鬱病は、睡眠障害をはじめとして、疲れやすい、食欲不振、頭痛、便秘、肩こり、めまい、吐き気、腹痛、下痢、しびれ、呼吸困難など多彩な症状をともなう。しかし、たとえば「便秘」や「吐き気」で鬱病を疑う人はまずいない。そのため、鬱病患者の多くが内科や耳鼻科などを受診、検査をしても鬱病と診断できないことが多いという。
(痛みや体の不調 原因は鬱病かも?)


最近では上記のように、身体症状を前景とする軽症うつ病(仮面うつ病)が増加しているそうです。うつ病の8割が、一般診療科を受診するという報告もあるそうです。身体に多彩な症状がみられ、症状の部位によって、多くの診療機関を受診(いわゆるドクター・ショッピング)するそうです。

よくある症状は、「睡眠障害」「全身倦怠・疲労」「全身のいろいろな部位の疼痛」の3つです。うつ病と診断された患者が初診時にどのような身体症状を訴えていたかを調べた結果(新臨床内科学第8版)、消化器症状が63%と最も多く、次に循環器症状20%、呼吸器症状14%、泌尿・生殖器症状6%、運動感覚器症状4%だったそうです。

中でも、うつと消化器症状はきわめて関連が深いそうです。うつ病に伴う消化器症状として食欲不振78%、体重減少56%、便通異常44%、ガス症状33%、悪心・嘔吐29%、咽喉頭部・食道の異常感26%、腹痛23%、胃部不快感20%、口内異常感14%、胸やけ・げっぷ10%などが認められたそうです。

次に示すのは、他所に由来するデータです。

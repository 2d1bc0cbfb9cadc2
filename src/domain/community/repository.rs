use async_trait::async_trait;
use uuid::Uuid;

use crate::seedwork::{DomainError, Repository};
use super::aggregate::Community;

/// Community-specific persistence operations on top of [`Repository`].
#[async_trait]
pub trait CommunityRepository: Repository<Community> {
    /// A transient community owned by `created_by`, not yet staged.
    fn get_new_instance(&self, name: &str, created_by: Uuid) -> Result<Community, DomainError>;

    /// Find the community served from `domain` (primary or white-label).
    async fn get_by_domain(&self, domain: &str) -> Result<Community, DomainError>;
}
use async_trait::async_trait;
use uuid::Uuid;

use crate::domain::member::{Member, MemberName, MemberRepository, Role};
use crate::seedwork::DomainError;
use super::repository::InMemoryRepository;

#[async_trait]
impl MemberRepository for InMemoryRepository<Member> {
    fn get_new_instance(
        &self,
        community_id: Uuid,
        user_id: Uuid,
        member_name: &str,
        role: Role,
    ) -> Result<Member, DomainError> {
        let member_name = MemberName::new(member_name)?;
        Member::create(
            Uuid::now_v7(),
            community_id,
            user_id,
            member_name,
            role,
            self.passport().clone(),
        )
    }

    async fn list_by_community(&self, community_id: Uuid) -> Result<Vec<Member>, DomainError> {
        Ok(self
            .find_all(move |props| props.community_id == community_id)
            .await)
    }

    async fn get_by_community_and_user(
        &self,
        community_id: Uuid,
        user_id: Uuid,
    ) -> Result<Member, DomainError> {
        self.find_one(move |props| props.community_id == community_id && props.user_id == user_id)
            .await
            .ok_or_else(|| DomainError::not_found("Member", format!("{community_id}/{user_id}")))
    }
}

また、うつ病をきたす原因となるものは、以下のようなものがあります。
治療薬の中にもうつ状態を起こすものもあり、この点も検証する必要があります。有名なところでは、インターフェロンや血圧降下薬、ホルモン製剤、抗結核薬、抗パーキンソン薬などがあります。

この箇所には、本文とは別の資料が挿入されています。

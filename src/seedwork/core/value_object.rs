use super::error::ValidationError;

// ============================================================================
// Value Objects - Validated Immutable Wrappers
// ============================================================================
//
// A value object is constructed once from raw input and never mutated.
// Construction either yields a value satisfying every constraint or fails
// with a ValidationError naming the violated constraint.
//
// ============================================================================

/// Marker trait for value objects: compared by value, never by identity.
pub trait ValueObject: Clone + PartialEq + std::fmt::Debug {}

/// Length constraints applied to a raw string before it enters the domain.
#[derive(Debug, Clone, Copy, PartialEq, Eq)]
pub struct StringConstraints {
    pub field: &'static str,
    pub trim: bool,
    pub min_length: usize,
    pub max_length: usize,
}

impl StringConstraints {
    pub const fn new(field: &'static str) -> Self {
        Self {
            field,
            trim: false,
            min_length: 0,
            max_length: usize::MAX,
        }
    }

    pub const fn trimmed(mut self) -> Self {
        self.trim = true;
        self
    }

    pub const fn min_length(mut self, min_length: usize) -> Self {
        self.min_length = min_length;
        self
    }

    pub const fn max_length(mut self, max_length: usize) -> Self {
        self.max_length = max_length;
        self
    }

    /// Validate raw input, returning the (possibly trimmed) accepted value.
    ///
    /// Lengths are counted in Unicode scalar values, not bytes.
    pub fn validate(&self, raw: impl Into<String>) -> Result<String, ValidationError> {
        let raw = raw.into();
        let value = if self.trim {
            raw.trim().to_string()
        } else {
            raw
        };

        let length = value.chars().count();

        if self.min_length > 0 && length == 0 {
            return Err(ValidationError::Empty { field: self.field });
        }
        if length < self.min_length {
            return Err(ValidationError::TooShort {
                field: self.field,
                min: self.min_length,
                actual: length,
            });
        }
        if length > self.max_length {
            return Err(ValidationError::TooLong {
                field: self.field,
                max: self.max_length,
                actual: length,
            });
        }

        Ok(value)
    }
}

/// Size constraint applied to a collection of already-validated items.
#[derive(Debug, Clone, Copy, PartialEq, Eq)]
pub struct CollectionConstraints {
    pub field: &'static str,
    pub max_items: usize,
}

impl CollectionConstraints {
    pub const fn new(field: &'static str) -> Self {
        Self {
            field,
            max_items: usize::MAX,
        }
    }

    pub const fn max_items(mut self, max_items: usize) -> Self {
        self.max_items = max_items;
        self
    }

    /// Validate each raw item with `item`, then check the collection size.
    pub fn validate<T, R, F>(
        &self,
        raw: impl IntoIterator<Item = R>,
        item: F,
    ) -> Result<Vec<T>, ValidationError>
    where
        F: Fn(R) -> Result<T, ValidationError>,
    {
        let items = raw
            .into_iter()
            .enumerate()
            .map(|(index, value)| {
                item(value).map_err(|source| ValidationError::InvalidItem {
                    field: self.field,
                    index,
                    source: Box::new(source),
                })
            })
            .collect::<Result<Vec<T>, _>>()?;

        if items.len() > self.max_items {
            return Err(ValidationError::TooManyItems {
                field: self.field,
                max: self.max_items,
                actual: items.len(),
            });
        }

        Ok(items)
    }
}

/// Declare a string-backed value object validated by [`StringConstraints`].
///
/// An optional `check = path` runs after the length checks; it receives the
/// accepted value and may reject it with `ValidationError::InvalidFormat`.
/// Deserialization goes through the same constructor, so stored documents
/// can never yield an invalid value.
#[macro_export]
macro_rules! string_value_object {
    (
        $(#[$meta:meta])*
        $vis:vis struct $name:ident => $constraints:expr $(, check = $check:path)? ;
    ) => {
        $(#[$meta])*
        #[derive(Debug, Clone, PartialEq, Eq, Hash, ::serde::Serialize, ::serde::Deserialize)]
        #[serde(try_from = "String", into = "String")]
        $vis struct $name(String);

        impl $name {
            pub const CONSTRAINTS: $crate::seedwork::StringConstraints = $constraints;

            pub fn new(raw: impl Into<String>) -> Result<Self, $crate::seedwork::ValidationError> {
                let value = Self::CONSTRAINTS.validate(raw)?;
                $( $check(&value)?; )?
                Ok(Self(value))
            }

            pub fn as_str(&self) -> &str {
                &self.0
            }

            pub fn into_inner(self) -> String {
                self.0
            }
        }

        impl ::std::fmt::Display for $name {
            fn fmt(&self, f: &mut ::std::fmt::Formatter<'_>) -> ::std::fmt::Result {
                f.write_str(&self.0)
            }
        }

        impl AsRef<str> for $name {
            fn as_ref(&self) -> &str {
                &self.0
            }
        }

        impl TryFrom<String> for $name {
            type Error = $crate::seedwork::ValidationError;

            fn try_from(value: String) -> Result<Self, Self::Error> {
                Self::new(value)
            }
        }

        impl From<$name> for String {
            fn from(value: $name) -> Self {
                value.0
            }
        }

        impl $crate::seedwork::ValueObject for $name {}
    };
}

#[cfg(test)]
mod tests {
    use super::*;

    fn no_spaces(value: &str) -> Result<(), ValidationError> {
        if value.contains(' ') {
            return Err(ValidationError::invalid_format("slug", "contains spaces"));
        }
        Ok(())
    }

    crate::string_value_object! {
        struct Slug => StringConstraints::new("slug").trimmed().min_length(2).max_length(8),
            check = no_spaces;
    }

    #[test]
    fn test_trim_then_length() {
        let constraints = StringConstraints::new("name").trimmed().min_length(1).max_length(5);

        assert_eq!(constraints.validate("  abc  ").unwrap(), "abc");
        assert_eq!(
            constraints.validate("   "),
            Err(ValidationError::Empty { field: "name" })
        );
        assert_eq!(
            constraints.validate("abcdef"),
            Err(ValidationError::TooLong {
                field: "name",
                max: 5,
                actual: 6
            })
        );
    }

    #[test]
    fn test_untrimmed_keeps_whitespace() {
        let constraints = StringConstraints::new("raw").max_length(4);
        assert_eq!(constraints.validate(" ab ").unwrap(), " ab ");
    }

    #[test]
    fn test_length_counts_chars_not_bytes() {
        let constraints = StringConstraints::new("name").max_length(3);
        assert!(constraints.validate("äöü").is_ok());
    }

    #[test]
    fn test_too_short_after_trim() {
        let constraints = StringConstraints::new("code").trimmed().min_length(3);
        assert_eq!(
            constraints.validate(" ab "),
            Err(ValidationError::TooShort {
                field: "code",
                min: 3,
                actual: 2
            })
        );
    }

    #[test]
    fn test_collection_rejects_excess_items() {
        let constraints = CollectionConstraints::new("tags").max_items(2);
        let result = constraints.validate(["a", "b", "c"], |s| Ok::<_, ValidationError>(s.to_string()));
        assert_eq!(
            result,
            Err(ValidationError::TooManyItems {
                field: "tags",
                max: 2,
                actual: 3
            })
        );
    }

    #[test]
    fn test_collection_reports_failing_index() {
        let constraints = CollectionConstraints::new("tags").max_items(5);
        let item = StringConstraints::new("tag").max_length(3);
        let err = constraints
            .validate(["ok", "toolong"], |s| item.validate(s))
            .unwrap_err();

        match err {
            ValidationError::InvalidItem { field, index, .. } => {
                assert_eq!(field, "tags");
                assert_eq!(index, 1);
            }
            other => panic!("unexpected error: {other:?}"),
        }
    }

    #[test]
    fn test_macro_value_object() {
        let slug = Slug::new(" abc ").unwrap();
        assert_eq!(slug.as_str(), "abc");
        assert_eq!(slug.to_string(), "abc");

        assert!(matches!(
            Slug::new("a b"),
            Err(ValidationError::InvalidFormat { field: "slug", .. })
        ));
        assert!(matches!(Slug::new("a"), Err(ValidationError::TooShort { .. })));
    }

    #[test]
    fn test_macro_value_object_deserialization_validates() {
        let ok: Slug = serde_json::from_str("\"abc\"").unwrap();
        assert_eq!(ok.as_str(), "abc");

        let err = serde_json::from_str::<Slug>("\"waytoolongslug\"");
        assert!(err.is_err());
    }
}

さらに、基礎疾患があってうつ病になっているケースもあります。内分泌疾患が原因となることもあり、クッシング症候群、シーハン症候群、橋本病などがあります。膠原病の中では、全身性エリテマトーデス、代謝異常(ペラグラ)などが原因となることもあります。脳の器質的な問題として、脳血管障害やパーキンソン病、アルツハイマー病などが原因となることもあります。

うつ病に対しては、抗うつ薬の服用が行われ、臨床的にその効果が実証されていると考えられています。ただし抗うつ薬の効果は必ずしも即効的ではなく、効果が明確に現れるには1〜3週間の継続的服用が必要です。

抗うつ薬のうち、従来より用いられてきた三環系あるいは四環系抗うつ薬は、口渇・便秘・眠気などの副作用が比較的多いです。これは、抗コリン作用、抗α1作用なども併せ持っているため、こうした副作用が現れると考えられます。

近年開発された、セロトニン系に選択的に作用する薬剤SSRIや、セロトニンとノルアドレナリンに選択的に作用する薬剤SNRI等は副作用は比較的少ないとされています。ですが、臨床的効果は三環系抗うつ薬より弱いとされています。また、不安・焦燥が強い場合などは抗不安薬を、不眠が強い場合は睡眠導入剤を併用することも多いです。

このほかにも、認知行動療法やいわゆるカウンセリング、電気けいれん療法(頭皮の上から電流を通電し、人工的にけいれんを起こす事で治療を行います。薬物療法が無効な場合や自殺の危険が切迫している場合などに行います。保険適応があります)などの治療法があります。

「何だか胃や腸の調子が悪い」といったことが長く続くが原因がはっきりしない場合、うつ病を疑うことが必要かも知れません。悩んでいる方は一度、精神科へいってみるのも良いと思われます。